CUAHSI has been instrumental in developing the waterML (and waterML2) markup language for storing hydrologic data and relevant metadata. All I know at the moment is it’s an extension of xml (the x is for “extensible”, after all) and that it’s NOT what WQP uses (they use WQX-Outbound schema [That’s the link I got at the website, and it appears to be broken, very much true to form for EPA web pages]). Also I dataRetrieval does interface with waterML in some capacity; at least it contains functions called importWaterML1 and importWaterML2. CUAHSI also mentions an R package, WaterML in the same section as HydroClient. I’m going to check that out now.

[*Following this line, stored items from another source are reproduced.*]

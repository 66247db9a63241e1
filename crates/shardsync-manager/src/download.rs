use std::ops::Range;
use std::sync::atomic::{AtomicBool, Ordering};
use std::sync::{Arc, Mutex};

use shardsync_ledger::{LedgerError, LedgerSource};
use shardsync_shard::{ShardError, ShardStore};
use shardsync_types::{BlockHeader, BlockId, KvMeta};
use tokio::sync::mpsc;
use tracing::{debug, info, warn};

use crate::error::{ManagerError, ManagerResult};
use crate::manager::{lock_state, ManagerState, StorageManager};
use crate::partition;

/// What [`StorageManager::download_all_metas`] loaded into the cache.
#[derive(Clone, Copy, Debug, PartialEq, Eq)]
pub struct DownloadSummary {
    /// Finalized header the download was sized against.
    pub finalized: BlockHeader,
    /// Last assigned slot index as of `finalized`.
    pub last_kv_index: u64,
    /// Records fetched from the ledger.
    pub downloaded: u64,
    /// Index-only records filled in for unassigned slots.
    pub synthesized: u64,
}

impl<S, L> StorageManager<S, L>
where
    S: ShardStore + 'static,
    L: LedgerSource + 'static,
{
    /// Load expected metadata for every local shard.
    ///
    /// Slots up to the finalized last index are fetched from the ledger
    /// against the local view's block; the rest of each shard is marked as
    /// expecting no content.
    pub async fn download_all_metas(&self) -> ManagerResult<DownloadSummary> {
        self.lock().view()?;

        let finalized = self.ledger.header_by_number(BlockId::Finalized).await?;
        let last_kv_index = self.ledger.last_kv_index(finalized.number).await?;
        let params = self.shards.params();

        let mut summary = DownloadSummary {
            finalized,
            last_kv_index,
            downloaded: 0,
            synthesized: 0,
        };
        for shard in self.shards.shard_ids() {
            let Range { start, end: limit } =
                params.slot_range(shard).map_err(ShardError::from)?;
            let end = last_kv_index.clamp(start, limit);
            info!(shard, first = start, end, limit, last_kv_index, "downloading metas");

            summary.downloaded += self.download_range(start, end).await?;

            self.lock().metas.insert_empty_range(end..limit);
            summary.synthesized += limit - end;
            debug!(shard, first = end, limit, "empty metas filled");
        }

        info!(
            block = finalized.number,
            downloaded = summary.downloaded,
            synthesized = summary.synthesized,
            "all metas downloaded"
        );
        Ok(summary)
    }

    /// Fetch and install expected metadata for `from..to`.
    async fn download_range(&self, from: u64, to: u64) -> ManagerResult<u64> {
        if from >= to {
            return Ok(0);
        }
        let workers = self.config.meta_download_workers as u64;
        let batch_size = self.config.meta_batch_size;

        if to - from < workers.saturating_mul(batch_size) {
            let abort = AtomicBool::new(false);
            return download_batches(
                self.ledger.as_ref(),
                &self.state,
                from..to,
                batch_size,
                0,
                &abort,
            )
            .await;
        }

        let ranges = partition::split_range(from, to, workers);
        let dispatched = ranges.len();
        let (tx, mut rx) = mpsc::channel(dispatched);
        let abort = Arc::new(AtomicBool::new(false));
        for (task, range) in ranges.into_iter().enumerate() {
            let tx = tx.clone();
            let ledger = Arc::clone(&self.ledger);
            let state = Arc::clone(&self.state);
            let abort = Arc::clone(&abort);
            tokio::spawn(async move {
                let result =
                    download_batches(ledger.as_ref(), &state, range, batch_size, task, &abort)
                        .await;
                if result.is_err() {
                    abort.store(true, Ordering::SeqCst);
                }
                let _ = tx.send((task, result)).await;
            });
        }
        drop(tx);

        let mut installed = 0;
        let mut first_error = None;
        for _ in 0..dispatched {
            match rx.recv().await {
                Some((_, Ok(count))) => installed += count,
                Some((task, Err(e))) => {
                    warn!(task, error = %e, "meta download worker failed");
                    first_error.get_or_insert(e);
                }
                None => {
                    first_error.get_or_insert(ManagerError::WorkerFailed(
                        "download worker exited without reporting".into(),
                    ));
                    break;
                }
            }
        }
        first_error.map_or(Ok(installed), Err)
    }
}

async fn download_batches<L: LedgerSource + ?Sized>(
    ledger: &L,
    state: &Mutex<ManagerState>,
    range: Range<u64>,
    batch_size: u64,
    task: usize,
    abort: &AtomicBool,
) -> ManagerResult<u64> {
    let mut from = range.start;
    let mut installed = 0;
    while from < range.end {
        if abort.load(Ordering::SeqCst) {
            break;
        }
        let batch_end = range.end.min(from.saturating_add(batch_size));
        let kv_indices: Vec<u64> = (from..batch_end).collect();

        let block = lock_state(state).view()?.block;
        let metas = fetch_metas(ledger, &kv_indices, block).await?;

        {
            let mut guard = lock_state(state);
            if guard.view()?.block != block {
                debug!(task, from, block, "ledger view moved, refetching batch");
                continue;
            }
            guard.metas.extend(kv_indices.iter().copied().zip(metas));
        }

        debug!(task, from, to = batch_end, "meta batch installed");
        installed += batch_end - from;
        from = batch_end;
    }
    Ok(installed)
}

/// Request one batch, retrying a failed request once.
async fn fetch_metas<L: LedgerSource + ?Sized>(
    ledger: &L,
    kv_indices: &[u64],
    block: u64,
) -> ManagerResult<Vec<KvMeta>> {
    let metas = match ledger.kv_metas(kv_indices, block).await {
        Ok(metas) => metas,
        Err(e) => {
            warn!(
                block,
                from = kv_indices.first().copied().unwrap_or_default(),
                count = kv_indices.len(),
                error = %e,
                "meta request failed, retrying"
            );
            ledger.kv_metas(kv_indices, block).await?
        }
    };
    if metas.len() != kv_indices.len() {
        return Err(LedgerError::ShortResponse {
            requested: kv_indices.len(),
            returned: metas.len(),
        }
        .into());
    }
    Ok(metas)
}

#[cfg(test)]
mod tests {
    use super::*;
    use crate::config::ManagerConfig;
    use crate::testkit::{self, blob, Fixture};
    use async_trait::async_trait;
    use shardsync_ledger::{InMemoryLedger, LedgerResult};
    use shardsync_shard::MemoryShardStore;
    use shardsync_types::{Commitment, EncodingType, ShardParams};
    use tokio::sync::Notify;

    #[tokio::test]
    async fn downloads_assigned_and_synthesizes_rest() {
        let fx = Fixture::new(&[0, 1]);
        let blobs: Vec<Vec<u8>> = (0..20).map(blob).collect();
        let block = fx.ledger.push_blobs(&blobs);
        fx.ledger.finalize(block).unwrap();
        fx.manager.bootstrap(block).await.unwrap();

        let summary = fx.manager.download_all_metas().await.unwrap();
        assert_eq!(summary.finalized.number, block);
        assert_eq!(summary.last_kv_index, 20);
        assert_eq!(summary.downloaded, 20);
        assert_eq!(summary.synthesized, 12);

        let cache = fx.manager.snapshot_metas();
        assert_eq!(cache.len(), 32);
        for slot in 0..20 {
            let meta = cache.get(slot);
            assert_eq!(meta.kv_index(), slot);
            assert!(meta.matches(&Commitment::digest(&blobs[slot as usize])));
        }
        for slot in 20..32 {
            assert_eq!(cache.get(slot), KvMeta::index_only(slot));
        }
    }

    #[tokio::test]
    async fn shard_past_last_index_is_synthesized() {
        let fx = Fixture::new(&[3]);
        fx.ledger.push_blobs(&[blob(0)]);
        fx.ledger.finalize(1).unwrap();
        fx.manager.bootstrap(1).await.unwrap();

        let summary = fx.manager.download_all_metas().await.unwrap();
        assert_eq!(summary.downloaded, 0);
        assert_eq!(summary.synthesized, 16);
        assert_eq!(fx.ledger.meta_requests(), 0);
        assert_eq!(fx.manager.cached_meta(48), Some(KvMeta::index_only(48)));
    }

    #[tokio::test]
    async fn parallel_download_is_deterministic() {
        const ASSIGNED: u64 = 100_000;
        let params = ShardParams {
            kv_entries_bits: 17,
            kv_size_bits: 5,
            chunks_per_kv_bits: 0,
        };
        let ledger = Arc::new(InMemoryLedger::new());
        let records: Vec<(Commitment, u32)> = (0..ASSIGNED)
            .map(|i| (Commitment::digest(&i.to_le_bytes()), (i % 4096) as u32))
            .collect();
        let block = ledger.push_block(&records);
        ledger.finalize(block).unwrap();

        let mut snapshots = Vec::new();
        for workers in [1usize, 8, 32] {
            let store = Arc::new(
                MemoryShardStore::new(params, testkit::CONTRACT)
                    .unwrap()
                    .with_shard(0, testkit::OWNER, EncodingType::Plain)
                    .unwrap(),
            );
            let config = ManagerConfig {
                meta_download_workers: workers,
                meta_batch_size: 1000,
                ..ManagerConfig::default()
            };
            let manager = StorageManager::new(store, Arc::clone(&ledger), config).unwrap();
            manager.bootstrap(block).await.unwrap();
            let summary = manager.download_all_metas().await.unwrap();
            assert_eq!(summary.downloaded, ASSIGNED);
            assert_eq!(summary.synthesized, (1 << 17) - ASSIGNED);
            snapshots.push(manager.snapshot_metas());
        }

        assert_eq!(snapshots[0], snapshots[1]);
        assert_eq!(snapshots[1], snapshots[2]);
        let cache = &snapshots[0];
        assert_eq!(cache.len(), 1 << 17);
        for slot in [0, 999, 1000, 3124, 99_999] {
            let (commitment, size) = records[slot as usize];
            assert_eq!(cache.get(slot), KvMeta::new(slot, size, &commitment));
        }
    }

    #[tokio::test]
    async fn failed_batch_is_retried_once() {
        let fx = Fixture::new(&[0]);
        fx.ledger.push_blobs(&[blob(0), blob(1), blob(2)]);
        fx.ledger.finalize(1).unwrap();
        fx.manager.bootstrap(1).await.unwrap();

        fx.ledger.fail_next_requests(1);
        let summary = fx.manager.download_all_metas().await.unwrap();
        assert_eq!(summary.downloaded, 3);
        assert_eq!(fx.ledger.meta_requests(), 2);
    }

    #[tokio::test]
    async fn second_failure_aborts_download() {
        let fx = Fixture::new(&[0]);
        fx.ledger.push_blobs(&[blob(0), blob(1), blob(2)]);
        fx.ledger.finalize(1).unwrap();
        fx.manager.bootstrap(1).await.unwrap();

        fx.ledger.fail_next_requests(2);
        let err = fx.manager.download_all_metas().await.unwrap_err();
        assert!(matches!(err, ManagerError::Ledger(LedgerError::Request(_))));
        assert_eq!(fx.ledger.meta_requests(), 2);
        assert!(fx.manager.snapshot_metas().is_empty());
    }

    #[tokio::test]
    async fn parallel_failure_surfaces_error() {
        let fx = Fixture::new(&[0]);
        let blobs: Vec<Vec<u8>> = (0..16).map(blob).collect();
        let block = fx.ledger.push_blobs(&blobs);
        fx.ledger.finalize(block).unwrap();
        fx.manager.bootstrap(block).await.unwrap();

        // 16 slots over 4 workers with batches of 4 takes the parallel path
        fx.ledger.fail_next_requests(8);
        let err = fx.manager.download_all_metas().await.unwrap_err();
        assert!(matches!(err, ManagerError::Ledger(_)));
    }

    /// Holds the first metadata request until released.
    struct GatedLedger {
        inner: Arc<InMemoryLedger>,
        gated: AtomicBool,
        entered: Notify,
        release: Notify,
        requested_blocks: Mutex<Vec<u64>>,
    }

    #[async_trait]
    impl LedgerSource for GatedLedger {
        async fn kv_metas(&self, kv_indices: &[u64], block: u64) -> LedgerResult<Vec<KvMeta>> {
            self.requested_blocks.lock().unwrap().push(block);
            if self.gated.swap(false, Ordering::SeqCst) {
                self.entered.notify_one();
                self.release.notified().await;
            }
            self.inner.kv_metas(kv_indices, block).await
        }

        async fn last_kv_index(&self, block: u64) -> LedgerResult<u64> {
            self.inner.last_kv_index(block).await
        }

        async fn header_by_number(&self, id: BlockId) -> LedgerResult<BlockHeader> {
            self.inner.header_by_number(id).await
        }
    }

    #[tokio::test]
    async fn stale_batch_is_refetched() {
        let inner = Arc::new(InMemoryLedger::new());
        let early = vec![blob(0), blob(1)];
        inner.push_blobs(&early);
        let late = inner.push_blobs(&[blob(2)]);
        inner.finalize(late).unwrap();

        let ledger = Arc::new(GatedLedger {
            inner: Arc::clone(&inner),
            gated: AtomicBool::new(true),
            entered: Notify::new(),
            release: Notify::new(),
            requested_blocks: Mutex::new(Vec::new()),
        });
        let store = Arc::new(testkit::store(&[0]));
        let manager =
            StorageManager::new(store, Arc::clone(&ledger), testkit::config()).unwrap();
        manager.bootstrap(1).await.unwrap();

        let downloader = manager.clone();
        let handle = tokio::spawn(async move { downloader.download_all_metas().await });

        ledger.entered.notified().await;
        manager.advance_to(late, vec![], vec![], vec![]).await.unwrap();
        ledger.release.notify_one();

        let summary = handle.await.unwrap().unwrap();
        assert_eq!(summary.downloaded, 3);
        assert_eq!(*ledger.requested_blocks.lock().unwrap(), vec![1, late]);
        // slot 2 is only assigned as of the later block
        assert!(manager
            .cached_meta(2)
            .unwrap()
            .matches(&Commitment::digest(&blob(2))));
    }
}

# install.packages("WaterML")

Looking under the hood: what’s this package contain?

# ??WaterML
##  [1] "AddMethods"                  "AddSites"                   
##  [3] "AddSources"                  "AddValues"                  
##  [5] "AddVariables"                "GetServices"                
##  [7] "GetSiteInfo"                 "GetSites"                   
##  [9] "GetValues"                   "GetVariables"               
## [11] "HISCentral_GetSeriesCatalog" "HISCentral_GetSites"        
## [13] "MakeSOAPEnvelope"            "WaterMLVersion"             
## [15] "WaterOneFlowNamespace"       "WaterOneFlowVersion"

Oh look, they have a vignette!


It references a recent article in Ecological Informatics. That’s promising.

So I just read the paper, and while it’s somewhat enlightening as to the various services CUAHSI has to offer, I’m still confused what this offers that dataRetrieval does not, aside from the ability to upload data. The paper talks about “simplifying access to HydroServer data through the WaterOneFlow web service from within the R environment.” So the next question I have is, how does the HydroServer data differ from the data available via NWIS and WQP? But that’s a question for another day.